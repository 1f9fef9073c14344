//! Event dispatcher
//!
//! Publishes normalized client events to the event stream, one topic per
//! event family. The delivery guarantee of each family is a row in the
//! `RouteTable`, not per-call logic:
//!
//! - `none` - fire-and-forget, no acknowledgement wait, never retried
//! - `leader` - partition leader acknowledged
//! - `all` - every in-sync replica acknowledged
//!
//! Ack-required publishes are retried a bounded number of times before the
//! failure is surfaced to the caller.
//!
//! # Sinks
//!
//! - `memory` - in-process broadcast, for single-node deployments and tests
//! - `kafka` - rdkafka producers, one per ack level (feature `kafka`)

mod memory;

pub use memory::{MemorySink, PublishedRecord};

#[cfg(feature = "kafka")]
mod kafka;

#[cfg(feature = "kafka")]
pub use kafka::KafkaSink;

use std::collections::HashMap;
use std::str::FromStr;
use std::sync::Arc;
use std::time::Duration;

use async_trait::async_trait;
use tracing::{debug, warn};

use crate::protocol::EventFamily;

/// Acknowledgement required from the event stream
#[derive(Debug, Clone, Copy, PartialEq, Eq, Hash)]
pub enum AckLevel {
    None,
    Leader,
    All,
}

impl AckLevel {
    pub fn requires_ack(self) -> bool {
        !matches!(self, AckLevel::None)
    }

    pub fn as_str(self) -> &'static str {
        match self {
            AckLevel::None => "none",
            AckLevel::Leader => "leader",
            AckLevel::All => "all",
        }
    }
}

impl FromStr for AckLevel {
    type Err = String;

    fn from_str(s: &str) -> Result<Self, Self::Err> {
        match s.trim().to_ascii_lowercase().as_str() {
            "none" | "0" => Ok(AckLevel::None),
            "leader" | "1" => Ok(AckLevel::Leader),
            "all" | "-1" => Ok(AckLevel::All),
            other => Err(format!("unknown ack level {other}")),
        }
    }
}

/// Where and how one event family is published
#[derive(Debug, Clone, PartialEq, Eq)]
pub struct TopicRoute {
    pub topic: String,
    pub ack: AckLevel,
    /// Whether the partition key is applied
    pub keyed: bool,
}

impl TopicRoute {
    fn new(topic: &str, ack: AckLevel, keyed: bool) -> Self {
        Self {
            topic: topic.to_string(),
            ack,
            keyed,
        }
    }
}

/// Event family -> topic route
#[derive(Debug, Clone)]
pub struct RouteTable {
    routes: HashMap<EventFamily, TopicRoute>,
}

impl Default for RouteTable {
    fn default() -> Self {
        let routes = HashMap::from([
            (
                EventFamily::NewMessage,
                TopicRoute::new("chat.message.new", AckLevel::All, true),
            ),
            (
                EventFamily::EditMessage,
                TopicRoute::new("chat.message.edit", AckLevel::All, false),
            ),
            (
                EventFamily::DeleteMessage,
                TopicRoute::new("chat.message.delete", AckLevel::All, false),
            ),
            (
                EventFamily::Reaction,
                TopicRoute::new("chat.message.reaction", AckLevel::Leader, false),
            ),
            (
                EventFamily::ReadReceipt,
                TopicRoute::new("chat.message.read", AckLevel::None, false),
            ),
            (
                EventFamily::Typing,
                TopicRoute::new("chat.typing", AckLevel::None, false),
            ),
            (
                EventFamily::CallSignal,
                TopicRoute::new("call.signal", AckLevel::All, false),
            ),
        ]);

        Self { routes }
    }
}

impl RouteTable {
    /// Route for a family; every family has one
    pub fn get(&self, family: EventFamily) -> &TopicRoute {
        &self.routes[&family]
    }

    pub fn set(&mut self, family: EventFamily, route: TopicRoute) {
        self.routes.insert(family, route);
    }
}

/// Event stream backend trait
#[async_trait]
pub trait EventSink: Send + Sync {
    /// Publish one record. Returns once the requested acknowledgement level
    /// is satisfied (immediately for `AckLevel::None`).
    async fn publish(
        &self,
        topic: &str,
        key: Option<&str>,
        payload: &[u8],
        ack: AckLevel,
    ) -> anyhow::Result<()>;
}

/// Routes normalized events to their topics with the configured guarantees
pub struct Dispatcher {
    sink: Arc<dyn EventSink>,
    routes: RouteTable,
    retries: u32,
    backoff: Duration,
}

impl Dispatcher {
    pub fn new(sink: Arc<dyn EventSink>, routes: RouteTable, retries: u32, backoff: Duration) -> Self {
        Self {
            sink,
            routes,
            retries,
            backoff,
        }
    }

    pub fn route(&self, family: EventFamily) -> &TopicRoute {
        self.routes.get(family)
    }

    /// Publish an event, retrying ack-required families with linear backoff
    pub async fn dispatch(
        &self,
        family: EventFamily,
        key: Option<&str>,
        payload: &[u8],
    ) -> Result<AckLevel, DispatchError> {
        let route = self.routes.get(family);
        let key = if route.keyed { key } else { None };
        let attempts = if route.ack.requires_ack() {
            self.retries + 1
        } else {
            1
        };

        let mut last_error = None;
        for attempt in 1..=attempts {
            match self.sink.publish(&route.topic, key, payload, route.ack).await {
                Ok(()) => {
                    debug!(topic = %route.topic, ack = route.ack.as_str(), attempt, "event published");
                    return Ok(route.ack);
                }
                Err(e) => {
                    warn!(topic = %route.topic, attempt, error = %e, "event publish failed");
                    last_error = Some(e);
                    if attempt < attempts {
                        tokio::time::sleep(self.backoff * attempt).await;
                    }
                }
            }
        }

        Err(DispatchError::Failed {
            topic: route.topic.clone(),
            attempts,
            reason: last_error.map(|e| e.to_string()).unwrap_or_default(),
        })
    }
}

impl std::fmt::Debug for Dispatcher {
    fn fmt(&self, f: &mut std::fmt::Formatter<'_>) -> std::fmt::Result {
        f.debug_struct("Dispatcher")
            .field("routes", &self.routes)
            .field("retries", &self.retries)
            .finish()
    }
}

/// Dispatch errors
#[derive(Debug, thiserror::Error)]
pub enum DispatchError {
    #[error("publish to {topic} failed after {attempts} attempt(s): {reason}")]
    Failed {
        topic: String,
        attempts: u32,
        reason: String,
    },
}

#[cfg(test)]
mod tests {
    use super::*;
    use std::sync::atomic::{AtomicU32, Ordering};

    /// Fails the first `failures` publishes, then delegates
    struct FlakySink {
        failures: AtomicU32,
        calls: AtomicU32,
        inner: MemorySink,
    }

    impl FlakySink {
        fn new(failures: u32) -> Self {
            Self {
                failures: AtomicU32::new(failures),
                calls: AtomicU32::new(0),
                inner: MemorySink::new(),
            }
        }
    }

    #[async_trait]
    impl EventSink for FlakySink {
        async fn publish(
            &self,
            topic: &str,
            key: Option<&str>,
            payload: &[u8],
            ack: AckLevel,
        ) -> anyhow::Result<()> {
            self.calls.fetch_add(1, Ordering::SeqCst);
            if self
                .failures
                .fetch_update(Ordering::SeqCst, Ordering::SeqCst, |n| n.checked_sub(1))
                .is_ok()
            {
                anyhow::bail!("broker unavailable");
            }
            self.inner.publish(topic, key, payload, ack).await
        }
    }

    fn dispatcher(sink: Arc<dyn EventSink>, retries: u32) -> Dispatcher {
        Dispatcher::new(sink, RouteTable::default(), retries, Duration::from_millis(10))
    }

    #[test]
    fn test_default_ack_table() {
        let routes = RouteTable::default();
        assert_eq!(routes.get(EventFamily::NewMessage).ack, AckLevel::All);
        assert_eq!(routes.get(EventFamily::CallSignal).ack, AckLevel::All);
        assert_eq!(routes.get(EventFamily::Reaction).ack, AckLevel::Leader);
        assert_eq!(routes.get(EventFamily::Typing).ack, AckLevel::None);
        assert_eq!(routes.get(EventFamily::ReadReceipt).ack, AckLevel::None);
        assert!(routes.get(EventFamily::NewMessage).keyed);
        assert!(!routes.get(EventFamily::Typing).keyed);
    }

    #[test]
    fn test_parse_ack_level() {
        assert_eq!("ALL".parse::<AckLevel>().unwrap(), AckLevel::All);
        assert_eq!("1".parse::<AckLevel>().unwrap(), AckLevel::Leader);
        assert_eq!("none".parse::<AckLevel>().unwrap(), AckLevel::None);
        assert!("most".parse::<AckLevel>().is_err());
    }

    #[tokio::test]
    async fn test_keyed_route_applies_key() {
        let sink = Arc::new(MemorySink::new());
        let dispatcher = dispatcher(sink.clone(), 0);

        dispatcher
            .dispatch(EventFamily::NewMessage, Some("c1"), b"{}")
            .await
            .unwrap();
        dispatcher
            .dispatch(EventFamily::Typing, Some("c1"), b"{}")
            .await
            .unwrap();

        let records = sink.records();
        assert_eq!(records[0].topic, "chat.message.new");
        assert_eq!(records[0].key.as_deref(), Some("c1"));
        assert_eq!(records[0].ack, AckLevel::All);
        assert_eq!(records[1].topic, "chat.typing");
        assert_eq!(records[1].key, None);
    }

    #[tokio::test(start_paused = true)]
    async fn test_ack_required_retries() {
        let sink = Arc::new(FlakySink::new(2));
        let dispatcher = dispatcher(sink.clone(), 3);

        let ack = dispatcher
            .dispatch(EventFamily::NewMessage, Some("c1"), b"{}")
            .await
            .unwrap();

        assert_eq!(ack, AckLevel::All);
        assert_eq!(sink.calls.load(Ordering::SeqCst), 3);
        assert_eq!(sink.inner.records().len(), 1);
    }

    #[tokio::test(start_paused = true)]
    async fn test_retries_are_bounded() {
        let sink = Arc::new(FlakySink::new(10));
        let dispatcher = dispatcher(sink.clone(), 2);

        let err = dispatcher
            .dispatch(EventFamily::CallSignal, None, b"{}")
            .await
            .unwrap_err();

        assert!(matches!(err, DispatchError::Failed { attempts: 3, .. }));
        assert_eq!(sink.calls.load(Ordering::SeqCst), 3);
    }

    #[tokio::test]
    async fn test_fire_and_forget_never_retries() {
        let sink = Arc::new(FlakySink::new(1));
        let dispatcher = dispatcher(sink.clone(), 5);

        assert!(dispatcher
            .dispatch(EventFamily::Typing, None, b"{}")
            .await
            .is_err());
        assert_eq!(sink.calls.load(Ordering::SeqCst), 1);
    }
}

******************************

- _Work instruction_
Starting with the line above that holds "pub struct Dispatcher" and stopping with the line that holds "with linear backoff", reproduce each line exactly, omitting all other lines.

- _Solution_
pub struct Dispatcher {
    sink: Arc<dyn EventSink>,
    routes: RouteTable,
    retries: u32,
    backoff: Duration,
}

impl Dispatcher {
    pub fn new(sink: Arc<dyn EventSink>, routes: RouteTable, retries: u32, backoff: Duration) -> Self {
        Self {
            sink,
            routes,
            retries,
            backoff,
        }
    }

    pub fn route(&self, family: EventFamily) -> &TopicRoute {
        self.routes.get(family)
    }

    /// Publish an event, retrying ack-required families with linear backoff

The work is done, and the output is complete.